# Did You Make It Over?



## M&M (Jan 20, 2002)

Stand up, wave, and say "Here!" if you made it over here and didn't get lost in the move!!!







Please feel free to ask any questions you may have about using this new format!


----------



## 14048 (Mar 1, 2007)

M&M said:


> Stand up, wave, and say "Here!" if you made it over here and didn't get lost in the move!!!
> 
> 
> 
> ...










It took awhile, but GadJett finally is here and present and so happy to have made it here.


----------



## Melinda (Sep 11, 2004)

Am standing up and Waving!New format looks really good.


----------



## M&M (Jan 20, 2002)

Yes, there are so many more options, and things to do and use! I'm sure before long we'll all feel as comfy as we were on the old board. It's weird, isn't it, to have everything look so different!


----------



## 14480 (Sep 3, 2006)

I made it! I made it!


----------



## M&M (Jan 20, 2002)

Yay!! Everyone's here!!! Woo hoo!


----------



## 13594 (May 14, 2006)

I have to say; I'm used to this style of board as I post on several forums using "Invision Power Board." I think in the long run; having up to date forum software will make it easier for everyone.

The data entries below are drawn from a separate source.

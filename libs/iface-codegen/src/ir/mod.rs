//! Intermediate Representation (IR)
//!
//! The normalized, cross-referenced interface model built from raw feature records.
//! Every entity is owned by [`Interface`]; the symbol table refers to entities by
//! position in the owning collection, so a lookup never outlives the model.

mod builder;

pub use builder::build;

use crate::parser::FeatureSet;
use indexmap::{IndexMap, IndexSet};
use serde::Serialize;

/// A named integer constant.
#[derive(Debug, Clone, PartialEq, Eq, Serialize)]
pub struct Constant {
    pub name: String,
    pub value: i64,
    pub comment: Vec<String>,
}

/// A constant owned by an enumeration (an enumerator) or a lexer (a style).
///
/// `name` is the canonical short name produced by prefix stripping; `raw_name` is
/// the name declared in the interface description.
#[derive(Debug, Clone, PartialEq, Eq, Serialize)]
pub struct Member {
    pub name: String,
    pub raw_name: String,
    pub value: i64,
    pub comment: Vec<String>,
}

pub type Enumerator = Member;
pub type Style = Member;

#[derive(Debug, Clone, PartialEq, Eq, Serialize)]
pub struct Enumeration {
    pub name: String,
    /// Identifier prefixes that mark membership, in declaration order.
    pub prefixes: IndexSet<String>,
    pub enumerators: Vec<Enumerator>,
    pub comment: Vec<String>,
}

#[derive(Debug, Clone, PartialEq, Eq, Serialize)]
pub struct Lexer {
    pub name: String,
    /// Lexer id, resolved through the symbol named by `ident`.
    pub value: i64,
    pub ident: String,
    pub prefixes: IndexSet<String>,
    pub styles: Vec<Style>,
    pub comment: Vec<String>,
}

impl Lexer {
    /// Highest style number, zero when the lexer has no styles.
    pub fn max_style(&self) -> i64 {
        self.styles.iter().map(|s| s.value).max().unwrap_or(0)
    }
}

#[derive(Debug, Clone, PartialEq, Eq, Serialize)]
pub struct Parameter {
    /// `None` for an unused slot.
    pub type_name: Option<String>,
    /// snake_case parameter name.
    pub name: String,
    pub value: String,
    pub comment: Vec<String>,
}

#[derive(Debug, Clone, PartialEq, Eq, Serialize)]
pub struct Function {
    /// snake_case name.
    pub name: String,
    /// Message number.
    pub value: i64,
    pub return_type: String,
    pub parameters: [Parameter; 2],
    pub comment: Vec<String>,
}

/// A getter/setter pair sharing one normalized name. At least one side is set.
#[derive(Debug, Clone, PartialEq, Eq, Serialize)]
pub struct Property {
    pub name: String,
    pub getter: Option<Function>,
    pub setter: Option<Function>,
}

impl Property {
    /// Accessors in rendering order: getter first, then setter.
    pub fn accessors(&self) -> impl Iterator<Item = &Function> {
        self.getter.iter().chain(self.setter.iter())
    }
}

/// A notification with a variable-length parameter list.
#[derive(Debug, Clone, PartialEq, Eq, Serialize)]
pub struct Event {
    pub name: String,
    pub value: i64,
    pub return_type: String,
    pub parameters: Vec<Parameter>,
    pub comment: Vec<String>,
}

/// Placeholder type used in signatures for a parameter slot without a type.
pub const NO_TYPE: &str = "void";
/// Separator between the parts of a type signature.
pub const SIGNATURE_SEPARATOR: &str = "_";

/// Shared view of functions and events used by the code generators.
pub trait Callable {
    fn name(&self) -> &str;
    fn value(&self) -> i64;
    fn return_type(&self) -> &str;
    fn parameters(&self) -> &[Parameter];
    fn comment(&self) -> &[String];

    /// Return type followed by each parameter type, e.g. `int_void_stringresult`.
    fn type_signature(&self) -> String {
        std::iter::once(self.return_type())
            .chain(
                self.parameters()
                    .iter()
                    .map(|p| p.type_name.as_deref().unwrap_or(NO_TYPE)),
            )
            .collect::<Vec<_>>()
            .join(SIGNATURE_SEPARATOR)
    }
}

impl Callable for Function {
    fn name(&self) -> &str {
        &self.name
    }
    fn value(&self) -> i64 {
        self.value
    }
    fn return_type(&self) -> &str {
        &self.return_type
    }
    fn parameters(&self) -> &[Parameter] {
        &self.parameters
    }
    fn comment(&self) -> &[String] {
        &self.comment
    }
}

impl Callable for Event {
    fn name(&self) -> &str {
        &self.name
    }
    fn value(&self) -> i64 {
        self.value
    }
    fn return_type(&self) -> &str {
        &self.return_type
    }
    fn parameters(&self) -> &[Parameter] {
        &self.parameters
    }
    fn comment(&self) -> &[String] {
        &self.comment
    }
}

/// Where a symbol lives inside the [`Interface`].
#[derive(Debug, Clone, Copy, PartialEq, Eq, Serialize)]
#[serde(tag = "kind", rename_all = "snake_case")]
pub enum SymbolRef {
    Constant { index: usize },
    Enumeration { index: usize },
    Enumerator { enumeration: usize, index: usize },
    Lexer { index: usize },
    Function { index: usize },
    Property { index: usize },
    Event { index: usize },
}

/// A borrowed entity of any kind.
#[derive(Debug, Clone, Copy, PartialEq, Eq)]
pub enum Entity<'a> {
    Constant(&'a Constant),
    Enumeration(&'a Enumeration),
    Enumerator(&'a Enumerator),
    Lexer(&'a Lexer),
    Function(&'a Function),
    Property(&'a Property),
    Event(&'a Event),
}

impl Entity<'_> {
    /// Numeric value carried by the entity, if it has one.
    pub fn value(&self) -> Option<i64> {
        match self {
            Entity::Constant(c) => Some(c.value),
            Entity::Enumerator(e) => Some(e.value),
            Entity::Lexer(l) => Some(l.value),
            Entity::Function(f) => Some(f.value),
            Entity::Event(e) => Some(e.value),
            Entity::Enumeration(_) | Entity::Property(_) => None,
        }
    }
}

/// The aggregate root of the model.
#[derive(Debug, Clone, Default, PartialEq, Eq, Serialize)]
pub struct Interface {
    pub(crate) constants: Vec<Constant>,
    pub(crate) properties: Vec<Property>,
    pub(crate) functions: Vec<Function>,
    pub(crate) events: Vec<Event>,
    pub(crate) enumerations: Vec<Enumeration>,
    pub(crate) lexers: Vec<Lexer>,
    pub(crate) symbols: IndexMap<String, SymbolRef>,
}

impl Interface {
    /// Build the model from an ordered feature set.
    pub fn from_features(features: &FeatureSet) -> crate::Result<Self> {
        build(features)
    }

    /// Free-standing constants in declaration order.
    pub fn constants(&self) -> &[Constant] {
        &self.constants
    }

    pub fn properties(&self) -> &[Property] {
        &self.properties
    }

    pub fn functions(&self) -> &[Function] {
        &self.functions
    }

    pub fn events(&self) -> &[Event] {
        &self.events
    }

    pub fn enumerations(&self) -> &[Enumeration] {
        &self.enumerations
    }

    pub fn lexers(&self) -> &[Lexer] {
        &self.lexers
    }

    /// Symbol names in insertion order.
    pub fn symbols(&self) -> impl Iterator<Item = &str> {
        self.symbols.keys().map(String::as_str)
    }

    pub fn contains_symbol(&self, name: &str) -> bool {
        self.symbols.contains_key(name)
    }

    /// Resolve a symbol to the entity it names.
    pub fn lookup(&self, name: &str) -> Option<Entity<'_>> {
        self.symbols.get(name).and_then(|sym| self.resolve(*sym))
    }

    fn resolve(&self, sym: SymbolRef) -> Option<Entity<'_>> {
        match sym {
            SymbolRef::Constant { index } => self.constants.get(index).map(Entity::Constant),
            SymbolRef::Enumeration { index } => {
                self.enumerations.get(index).map(Entity::Enumeration)
            }
            SymbolRef::Enumerator { enumeration, index } => self
                .enumerations
                .get(enumeration)
                .and_then(|e| e.enumerators.get(index))
                .map(Entity::Enumerator),
            SymbolRef::Lexer { index } => self.lexers.get(index).map(Entity::Lexer),
            SymbolRef::Function { index } => self.functions.get(index).map(Entity::Function),
            SymbolRef::Property { index } => self.properties.get(index).map(Entity::Property),
            SymbolRef::Event { index } => self.events.get(index).map(Entity::Event),
        }
    }

    /// Highest lexer id, `None` without lexers.
    pub fn max_lexer(&self) -> Option<i64> {
        self.lexers.iter().map(|l| l.value).max()
    }
}
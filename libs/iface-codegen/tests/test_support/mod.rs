#![allow(dead_code)]

use scibind_codegen::ir::Interface;
use scibind_codegen::parser::{self, FeatureSet};
use std::path::PathBuf;

pub fn fixture(name: &str) -> PathBuf {
    PathBuf::from(env!("CARGO_MANIFEST_DIR"))
        .join("tests")
        .join("fixtures")
        .join(name)
}

pub fn mini_features() -> FeatureSet {
    parser::read_features(&fixture("mini.iface")).expect("fixture parses")
}

pub fn mini_interface() -> Interface {
    Interface::from_features(&mini_features()).expect("fixture builds")
}
//! Model builder tests driven through the public API

use scibind_codegen::ir::{Entity, Interface};
use scibind_codegen::parser::{parse_iface, FeatureKind, FeatureRecord, FeatureSet, ParamRecord};
use scibind_codegen::Error;
mod test_support;

fn names<T>(items: &[T], name: impl Fn(&T) -> &str) -> Vec<&str> {
    items.iter().map(name).collect()
}

#[test]
fn test_every_feature_lands_in_one_collection() {
    let iface = test_support::mini_interface();

    assert_eq!(names(iface.functions(), |f| f.name.as_str()), vec!["add_text", "clear_all"]);
    assert_eq!(
        names(iface.properties(), |p| p.name.as_str()),
        vec!["set_text", "get_text", "get_view_ws", "set_view_ws"]
    );
    assert_eq!(names(iface.events(), |e| e.name.as_str()), vec!["style_needed", "char_added"]);
    assert_eq!(
        names(iface.enumerations(), |e| e.name.as_str()),
        vec!["Lexer", "WhiteSpace", "FoldAction"]
    );
    assert_eq!(names(iface.lexers(), |l| l.name.as_str()), vec!["Python", "Null"]);
    assert_eq!(
        names(iface.constants(), |c| c.name.as_str()),
        vec!["INVALID_POSITION", "SCI_START", "SC_CP_UTF8", "SCEN_CHANGE"]
    );
}

#[test]
fn test_enumerators_are_normalized() {
    let iface = test_support::mini_interface();
    let short = |enumeration: &str| -> Vec<String> {
        iface
            .enumerations()
            .iter()
            .find(|e| e.name == enumeration)
            .map(|e| e.enumerators.iter().map(|m| m.name.clone()).collect())
            .unwrap_or_default()
    };

    assert_eq!(short("Lexer"), vec!["CONTAINER", "NULL_LEXER", "PYTHON", "CPP"]);
    assert_eq!(short("WhiteSpace"), vec!["INVISIBLE", "VISIBLEALWAYS", "VISIBLEAFTERINDENT"]);
    assert_eq!(short("FoldAction"), vec!["CONTRACT", "EXPAND", "TOGGLE"]);
}

#[test]
fn test_lexers_resolve_ids_and_claim_styles() {
    let iface = test_support::mini_interface();
    let python = &iface.lexers()[0];
    assert_eq!(python.value, 2);
    assert_eq!(python.max_style(), 3);
    assert_eq!(
        names(&python.styles, |s| s.name.as_str()),
        vec!["DEFAULT", "COMMENTLINE", "STRING"]
    );
    assert_eq!(python.comment, vec!["Lexical states for SCLEX_PYTHON"]);

    let null = &iface.lexers()[1];
    assert_eq!(null.value, 1);
    assert!(null.styles.is_empty());
    assert_eq!(iface.max_lexer(), Some(2));

    // styles are owned by their lexer, not by the symbol table
    assert!(!iface.contains_symbol("SCE_P_STRING"));
}

#[test]
fn test_symbol_lookup() {
    let iface = test_support::mini_interface();

    assert!(matches!(iface.lookup("SCLEX_PYTHON"), Some(Entity::Enumerator(e)) if e.value == 2));
    assert!(matches!(iface.lookup("get_text"), Some(Entity::Property(p)) if p.getter.is_some()));
    assert!(matches!(iface.lookup("char_added"), Some(Entity::Event(e)) if e.parameters.len() == 2));
    assert_eq!(iface.lookup("SCI_START").and_then(|e| e.value()), Some(2000));
    assert!(iface.lookup("SC_ALPHA_NOALPHA").is_none());
}

fn text_accessor(kind: FeatureKind) -> (&'static str, FeatureRecord) {
    let record = match kind {
        FeatureKind::Getter => FeatureRecord::new(kind)
            .with_return_type("int")
            .with_value("2182")
            .with_params(vec![
                ParamRecord::default(),
                ParamRecord::new("stringresult", "text", ""),
            ]),
        _ => FeatureRecord::new(kind)
            .with_return_type("void")
            .with_value("2181")
            .with_params(vec![ParamRecord::new("string", "text", ""), ParamRecord::default()]),
    };
    ("Text", record)
}

#[test]
fn test_property_merge_in_either_order() {
    for order in [
        [FeatureKind::Getter, FeatureKind::Setter],
        [FeatureKind::Setter, FeatureKind::Getter],
    ] {
        let features: FeatureSet = order.into_iter().map(text_accessor).collect();
        let iface = Interface::from_features(&features).unwrap();

        assert_eq!(iface.properties().len(), 1);
        let prop = &iface.properties()[0];
        assert_eq!(prop.name, "text");
        assert_eq!(prop.getter.as_ref().map(|f| f.value), Some(2182));
        assert_eq!(prop.setter.as_ref().map(|f| f.value), Some(2181));
    }
}

#[test]
fn test_normalized_name_clash_is_fatal() {
    let features = parse_iface("fun void GetText=2001(,)\nget int getText=2002(,)\n").unwrap();
    let err = Interface::from_features(&features).unwrap_err();
    assert!(matches!(err, Error::DuplicateSymbol(name) if name == "get_text"));
}

#[test]
fn test_unresolved_lexer_ident() {
    let features = parse_iface("lex Python=SCLEX_PYTHON SCE_P_\n").unwrap();
    let err = Interface::from_features(&features).unwrap_err();
    assert!(matches!(
        err,
        Error::UnresolvedReference { symbol, reference } if symbol == "Python" && reference == "SCLEX_PYTHON"
    ));
}

#[test]
fn test_repeated_enumeration_merges_prefixes() {
    let features = parse_iface(
        "enu Flags=SC_A_\nval SC_A_ONE=1\nenu Flags=SC_B_ SC_A_\nval SC_B_TWO=2\n",
    )
    .unwrap();
    let iface = Interface::from_features(&features).unwrap();

    assert_eq!(iface.enumerations().len(), 1);
    let flags = &iface.enumerations()[0];
    assert_eq!(flags.prefixes.iter().collect::<Vec<_>>(), vec!["SC_A_", "SC_B_"]);
    assert_eq!(names(&flags.enumerators, |m| m.name.as_str()), vec!["ONE", "TWO"]);
}

#[test]
fn test_model_serializes_to_json() {
    let iface = test_support::mini_interface();
    let json = serde_json::to_value(&iface).unwrap();

    assert_eq!(json["functions"][0]["name"], "add_text");
    assert_eq!(json["symbols"]["SCLEX_NULL"]["kind"], "enumerator");
    assert_eq!(json["lexers"][0]["prefixes"][0], "SCE_P_");
}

Groupee was so "1998" style , then again I did enjoy the interface non-the-less.On an asthetic note, Invision is probably more accessability compliant for persons with screen readers etc. Though some people would have problems with the security code confirmation on registration etc, i'm sure the board staff can handle those exceptional cases through email manually.The ramblings of an IT geek will now discontinue... ;-)mr_colt


----------